● Source records
:::

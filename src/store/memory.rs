//! In-memory Record Store with realtime fan-out.
//!
//! The default backend for demos and tests. Behaves like the hosted
//! store: assigns ids and timestamps on insert, replicates row-level
//! changes to owner-scoped subscribers, and deletes emit one `Removed`
//! event per row.

use std::collections::HashMap;
use std::sync::atomic::{AtomicU64, Ordering};

use async_trait::async_trait;
use chrono::Utc;
use parking_lot::RwLock;

use super::hub::EventHub;
use crate::domain::{NewTrade, OwnerId, RecordId, TransactionRecord};
use crate::error::StoreError;
use crate::port::{RecordEvent, RecordStore, RecordStream};

/// In-memory store keyed by owner.
#[derive(Debug, Default)]
pub struct MemoryRecordStore {
    records: RwLock<HashMap<OwnerId, Vec<TransactionRecord>>>,
    hub: EventHub,
    inserts: AtomicU64,
}

impl MemoryRecordStore {
    /// Create a new empty store.
    pub fn new() -> Self {
        Self::default()
    }

    /// Number of successful inserts, for asserting a call never reached
    /// the store.
    pub fn insert_count(&self) -> u64 {
        self.inserts.load(Ordering::SeqCst)
    }

    /// Yield to the scheduler until in-flight event deliveries have been
    /// drained by subscriber tasks. Test convenience.
    pub async fn flush(&self) {
        for _ in 0..4 {
            tokio::task::yield_now().await;
        }
    }
}

#[async_trait]
impl RecordStore for MemoryRecordStore {
    async fn fetch_recent(
        &self,
        owner: &OwnerId,
        limit: usize,
    ) -> Result<Vec<TransactionRecord>, StoreError> {
        let records = self.records.read();
        let mut rows: Vec<_> = records.get(owner).cloned().unwrap_or_default();
        rows.sort_by(|a, b| b.created_at.cmp(&a.created_at));
        rows.truncate(limit);
        Ok(rows)
    }

    async fn insert(&self, trade: NewTrade) -> Result<TransactionRecord, StoreError> {
        let record = TransactionRecord {
            id: RecordId::generate(),
            owner_id: trade.owner_id.clone(),
            kind: trade.kind,
            fiat_amount: trade.fiat_amount,
            token_amount: trade.token_amount,
            external_ref: trade.external_ref,
            created_at: Utc::now(),
        };
        self.records
            .write()
            .entry(trade.owner_id.clone())
            .or_default()
            .push(record.clone());
        self.inserts.fetch_add(1, Ordering::SeqCst);
        self.hub
            .emit(&trade.owner_id, RecordEvent::Created(record.clone()));
        Ok(record)
    }

    async fn delete_all(&self, owner: &OwnerId) -> Result<u64, StoreError> {
        let removed = self.records.write().remove(owner).unwrap_or_default();
        for record in &removed {
            self.hub
                .emit(owner, RecordEvent::Removed(record.id.clone()));
        }
        Ok(removed.len() as u64)
    }

    async fn subscribe(&self, owner: &OwnerId) -> Result<RecordStream, StoreError> {
        Ok(self.hub.subscribe(owner))
    }
}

:::

● What is required
Word for word, set down every line of the material above.

● Result of the task
filename src/store/memory.rs
//! In-memory Record Store with realtime fan-out.
//!
//! The default backend for demos and tests. Behaves like the hosted
//! store: assigns ids and timestamps on insert, replicates row-level
//! changes to owner-scoped subscribers, and deletes emit one `Removed`
//! event per row.

use std::collections::HashMap;
use std::sync::atomic::{AtomicU64, Ordering};

use async_trait::async_trait;
use chrono::Utc;
use parking_lot::RwLock;

use super::hub::EventHub;
use crate::domain::{NewTrade, OwnerId, RecordId, TransactionRecord};
use crate::error::StoreError;
use crate::port::{RecordEvent, RecordStore, RecordStream};

/// In-memory store keyed by owner.
#[derive(Debug, Default)]
pub struct MemoryRecordStore {
    records: RwLock<HashMap<OwnerId, Vec<TransactionRecord>>>,
    hub: EventHub,
    inserts: AtomicU64,
}

impl MemoryRecordStore {
    /// Create a new empty store.
    pub fn new() -> Self {
        Self::default()
    }

    /// Number of successful inserts, for asserting a call never reached
    /// the store.
    pub fn insert_count(&self) -> u64 {
        self.inserts.load(Ordering::SeqCst)
    }

    /// Yield to the scheduler until in-flight event deliveries have been
    /// drained by subscriber tasks. Test convenience.
    pub async fn flush(&self) {
        for _ in 0..4 {
            tokio::task::yield_now().await;
        }
    }
}

#[async_trait]
impl RecordStore for MemoryRecordStore {
    async fn fetch_recent(
        &self,
        owner: &OwnerId,
        limit: usize,
    ) -> Result<Vec<TransactionRecord>, StoreError> {
        let records = self.records.read();
        let mut rows: Vec<_> = records.get(owner).cloned().unwrap_or_default();
        rows.sort_by(|a, b| b.created_at.cmp(&a.created_at));
        rows.truncate(limit);
        Ok(rows)
    }

    async fn insert(&self, trade: NewTrade) -> Result<TransactionRecord, StoreError> {
        let record = TransactionRecord {
            id: RecordId::generate(),
            owner_id: trade.owner_id.clone(),
            kind: trade.kind,
            fiat_amount: trade.fiat_amount,
            token_amount: trade.token_amount,
            external_ref: trade.external_ref,
            created_at: Utc::now(),
        };
        self.records
            .write()
            .entry(trade.owner_id.clone())
            .or_default()
            .push(record.clone());
        self.inserts.fetch_add(1, Ordering::SeqCst);
        self.hub
            .emit(&trade.owner_id, RecordEvent::Created(record.clone()));
        Ok(record)
    }

    async fn delete_all(&self, owner: &OwnerId) -> Result<u64, StoreError> {
        let removed = self.records.write().remove(owner).unwrap_or_default();
        for record in &removed {
            self.hub
                .emit(owner, RecordEvent::Removed(record.id.clone()));
        }
        Ok(removed.len() as u64)
    }

    async fn subscribe(&self, owner: &OwnerId) -> Result<RecordStream, StoreError> {
        Ok(self.hub.subscribe(owner))
    }
}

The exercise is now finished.